The Villisca Axe Murder House

After a four-hour car ride out of Cedar Rapids, through a sea of cornfields and wind farms, we were at last at our destination: the worn and weathered town of Villisca, Iowa. The day was gray, cold and damp—fitting weather it seemed, for an investigation at this infamous paranormal house of horror. There is indeed a veil of gloom and sadness that overtakes you when you step onto the property and look for the first time at this nondescript, unimpressive little house, particularly on a dreary autumn day. Since the horrendous and tragic events more than a century ago, the stain of death still hangs heavy on the place.

In my opinion, no honest, life-loving person who knows what happened here can look upon this place and not be moved.
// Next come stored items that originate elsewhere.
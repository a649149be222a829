//! Client-facing job operations and the live status cache.

pub mod live_status;
pub mod service;

pub use live_status::{LiveStatus, LiveStatusCache};
pub use service::{JobService, JobStatusView};
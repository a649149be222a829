//! Service construction and wiring.

use std::sync::Arc;

use tracing::info;

use crate::cache::{KvStore, MemoryKvStore, RedisKvStore};
use crate::config::{AppConfig, CacheBackend};
use crate::crawler::{Crawler, HttpCrawler};
use crate::database::{self, DbPool};
use crate::database::repositories::{JobRepository, SqlxJobRepository};
use crate::dispatch::DispatchService;
use crate::jobs::{JobService, LiveStatusCache};
use crate::scheduler::{
    DefaultPriorityStrategy, ResourceEstimator, TaskScheduler, UserResourceLimiter,
    WorkerResourceMonitor,
};
use crate::transport::PartitionedChannelTransport;
use crate::Result;

/// All constructed services, wired once at startup.
pub struct ServiceContainer {
    pub pool: DbPool,
    pub repository: Arc<dyn JobRepository>,
    pub kv: Arc<dyn KvStore>,
    pub live_status: Arc<LiveStatusCache>,
    pub scheduler: Arc<TaskScheduler>,
    pub transport: Arc<PartitionedChannelTransport>,
    pub job_service: Arc<JobService>,
    pub dispatch: Arc<DispatchService>,
}

impl ServiceContainer {
    /// Build the service graph from configuration.
    pub async fn build(config: &AppConfig) -> Result<Self> {
        let pool = database::init_pool(&config.database_url).await?;
        database::run_migrations(&pool).await?;

        let repository: Arc<dyn JobRepository> = Arc::new(SqlxJobRepository::new(pool.clone()));

        let kv: Arc<dyn KvStore> = match config.cache_backend {
            CacheBackend::Redis => Arc::new(RedisKvStore::connect(&config.redis_url).await?),
            CacheBackend::Memory => {
                info!("Using in-process KV store (single-node mode)");
                Arc::new(MemoryKvStore::new())
            }
        };

        let live_status = Arc::new(LiveStatusCache::new(kv.clone()));
        let monitor = Arc::new(WorkerResourceMonitor::new(kv.clone(), config.worker));
        let limiter = Arc::new(UserResourceLimiter::new(kv.clone(), config.user_limits));
        let estimator =
            ResourceEstimator::new(repository.clone(), config.scheduler.estimate_sample_size);
        let strategy = Arc::new(DefaultPriorityStrategy::new(config.user_limits));
        let scheduler = Arc::new(TaskScheduler::new(
            strategy,
            estimator,
            monitor.clone(),
            limiter.clone(),
        ));

        let transport = Arc::new(PartitionedChannelTransport::new(config.transport.partitions));
        let crawler: Arc<dyn Crawler> = Arc::new(HttpCrawler::new()?);

        let job_service = Arc::new(JobService::new(
            repository.clone(),
            live_status.clone(),
            transport.clone(),
        ));

        let dispatch = Arc::new(DispatchService::new(
            scheduler.clone(),
            transport.clone(),
            repository.clone(),
            live_status.clone(),
            monitor,
            limiter,
            crawler,
            config.scheduler,
        ));

        Ok(Self {
            pool,
            repository,
            kv,
            live_status,
            scheduler,
            transport,
            job_service,
            dispatch,
        })
    }
}
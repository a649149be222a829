//! Persistence layer: SQLite via sqlx.

pub mod models;
pub mod repositories;

use sqlx::sqlite::{SqliteConnectOptions, SqliteJournalMode, SqlitePoolOptions, SqliteSynchronous};
use sqlx::{Pool, Sqlite};
use std::str::FromStr;
use std::time::Duration;

use crate::Result;

/// Database connection pool type alias.
pub type DbPool = Pool<Sqlite>;

const DEFAULT_POOL_SIZE: u32 = 10;
const DEFAULT_BUSY_TIMEOUT_MS: u64 = 30_000;

/// Initialize the database connection pool with WAL mode.
pub async fn init_pool(database_url: &str) -> Result<DbPool> {
    let connect_options = SqliteConnectOptions::from_str(database_url)?
        .journal_mode(SqliteJournalMode::Wal)
        .synchronous(SqliteSynchronous::Normal)
        .busy_timeout(Duration::from_millis(DEFAULT_BUSY_TIMEOUT_MS))
        .foreign_keys(true)
        .create_if_missing(true);

    let pool = SqlitePoolOptions::new()
        .max_connections(DEFAULT_POOL_SIZE)
        .acquire_timeout(Duration::from_secs(30))
        .connect_with(connect_options)
        .await?;

    tracing::info!(
        "Database pool initialized with WAL mode, {} max connections",
        DEFAULT_POOL_SIZE
    );

    Ok(pool)
}

pub async fn run_migrations(pool: &DbPool) -> Result<()> {
    tracing::info!("Running database migrations...");
    sqlx::migrate!("./migrations").run(pool).await?;
    tracing::info!("Database migrations completed");
    Ok(())
}

#[cfg(test)]
mod tests {
    use super::*;

    #[tokio::test]
    async fn test_init_pool_and_migrations() {
        let pool = init_pool("sqlite::memory:").await.unwrap();
        run_migrations(&pool).await.unwrap();

        let tables: Vec<(String,)> =
            sqlx::query_as("SELECT name FROM sqlite_master WHERE type='table' ORDER BY name")
                .fetch_all(&pool)
                .await
                .unwrap();
        let names: Vec<&str> = tables.iter().map(|t| t.0.as_str()).collect();
        assert!(names.contains(&"job"), "job table missing");
    }
}
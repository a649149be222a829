//! Task resource estimation.
//!
//! New tasks are costed from the execution history of recently completed
//! jobs: the average crawl time per URL drives the duration estimate, and a
//! stepwise function of the URL count drives the thread estimate.

use std::sync::Arc;

use tracing::{debug, warn};

use crate::database::repositories::JobRepository;

const MIN_THREADS: u32 = 1;
const MAX_THREADS: u32 = 10;

/// Per-URL duration used when no history is available.
const DEFAULT_DURATION_PER_URL_MS: u64 = 2000;
/// Clamp bounds for the per-URL duration estimate.
const MIN_DURATION_PER_URL_MS: u64 = 100;
const MAX_DURATION_PER_URL_MS: u64 = 30_000;

/// Duration normalisation ceiling for the resource score.
const SCORE_DURATION_CEILING_MS: f64 = 30_000.0;

/// Estimated resource demand of one task; immutable once computed.
#[derive(Debug, Clone, Copy, PartialEq)]
pub struct ResourceEstimate {
    /// Crawl threads the task is expected to occupy, in [1, 10].
    pub estimated_threads: u32,
    /// Projected total crawl duration in milliseconds.
    pub estimated_duration_ms: u64,
    /// Composite cost in [0, 1]; lower is cheaper.
    pub resource_score: f64,
}

/// History-driven resource estimator.
pub struct ResourceEstimator {
    repository: Arc<dyn JobRepository>,
    sample_size: u32,
}

impl ResourceEstimator {
    pub fn new(repository: Arc<dyn JobRepository>, sample_size: u32) -> Self {
        Self {
            repository,
            sample_size,
        }
    }

    /// Estimate the resources a task of `url_count` URLs will need.
    ///
    /// Repository failures fall back to the default per-URL duration; the
    /// estimate itself never fails.
    pub async fn estimate(&self, url_count: usize, user_id: Option<&str>) -> ResourceEstimate {
        let duration_per_url = self.duration_per_url_ms(user_id).await;
        let estimated_duration_ms = duration_per_url.saturating_mul(url_count as u64);
        let estimated_threads = estimate_threads(url_count);
        let resource_score = resource_score(estimated_threads, estimated_duration_ms);

        debug!(
            url_count,
            estimated_threads, estimated_duration_ms, resource_score, "Resource estimation"
        );

        ResourceEstimate {
            estimated_threads,
            estimated_duration_ms,
            resource_score,
        }
    }

    /// Mean of per-job `execution_time_ms / urls_submitted` ratios over the
    /// most recent completions, clamped to [100, 30000] ms.
    async fn duration_per_url_ms(&self, user_id: Option<&str>) -> u64 {
        let samples = match self
            .repository
            .recent_completion_samples(user_id, self.sample_size)
            .await
        {
            Ok(samples) => samples,
            Err(e) => {
                warn!("Failed to load completion history, using default estimate: {e}");
                return DEFAULT_DURATION_PER_URL_MS;
            }
        };

        // A user with no history of their own falls back to the global one.
        let samples = if samples.is_empty() && user_id.is_some() {
            match self.repository.recent_completion_samples(None, self.sample_size).await {
                Ok(samples) => samples,
                Err(e) => {
                    warn!("Failed to load completion history, using default estimate: {e}");
                    return DEFAULT_DURATION_PER_URL_MS;
                }
            }
        } else {
            samples
        };

        if samples.is_empty() {
            return DEFAULT_DURATION_PER_URL_MS;
        }

        let total: f64 = samples
            .iter()
            .map(|s| s.execution_time_ms as f64 / s.urls_submitted as f64)
            .sum();
        let mean = (total / samples.len() as f64) as u64;
        mean.clamp(MIN_DURATION_PER_URL_MS, MAX_DURATION_PER_URL_MS)
    }
}

/// Thread demand as a stepwise function of the URL count.
fn estimate_threads(url_count: usize) -> u32 {
    let threads = if url_count <= 5 {
        1
    } else if url_count <= 20 {
        (url_count as u32 / 7 + 1).min(3)
    } else if url_count <= 50 {
        (url_count as u32 / 10 + 2).min(6)
    } else {
        (url_count as u32 / 10 + 3).min(MAX_THREADS)
    };
    threads.clamp(MIN_THREADS, MAX_THREADS)
}

/// Composite cost: 60% thread demand, 40% projected duration.
fn resource_score(threads: u32, duration_ms: u64) -> f64 {
    let normalized_threads = (threads as f64 / MAX_THREADS as f64).min(1.0);
    let normalized_duration = (duration_ms as f64 / SCORE_DURATION_CEILING_MS).min(1.0);
    normalized_threads * 0.6 + normalized_duration * 0.4
}
//! Key layout for the shared KV store.
//!
//! All keys are namespaced so the ledger and the live-status cache never
//! collide with other tenants of the same store.

/// Set of currently running job ids (cluster-wide).
pub const RUNNING_JOBS: &str = "crawler:worker:running:jobs";

/// Integer count of crawl threads currently in use (cluster-wide).
pub const THREAD_USAGE: &str = "crawler:worker:thread:usage";

/// Live progress snapshot for one job.
pub fn live_status(job_id: &str) -> String {
    format!("scraping:job:live:status:{job_id}")
}

/// Per-user crawl-thread counter within the quota window.
pub fn user_threads(user_id: &str) -> String {
    format!("crawler:user:threads:{user_id}")
}

/// Per-user started-jobs counter within the quota window.
pub fn user_jobs(user_id: &str) -> String {
    format!("crawler:user:jobs:{user_id}")
}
To me, the irony of the Villisca house is that it is so small and plain—what you and I would think of as a starter home for a newlywed couple or young family. And in that context, that small reflective connection, the real horrors unfold.

These are the facts: On the evening of June 9, 1912, Mr. Josiah Moore (a prominent local businessman) and his family, along with sleepover guests, Lena and Ina Stillinger (friends of daughter Katherine), returned home from a children’s pageant at the nearby Presbyterian church. The church social concluded at 9:30 p.m., with the family and their guests returning to the house somewhere between 9:45 and 10:00 p.m. It was the last time they were seen alive.

Related: The Villisca Axe Murders 

By 7:00 a.m., next-door-neighbor Mary Peckham felt something was wrong. The daily chores at the Moore house had not been started, and the normally active child-filled house was uncharacteristically silent. Upon investigation, she found the house was locked (unusual at the time), and after several unanswered knocks, she immediately called Josiah’s brother, Ross Moore. Ross quickly called the drugstore Josiah managed; he was not there and had not been seen. He then hurried to the house.

When he arrived, both Ross and Mary circled the house, attempting to peer into and even rap on the curtain-drawn windows. There was no reply, not a sound.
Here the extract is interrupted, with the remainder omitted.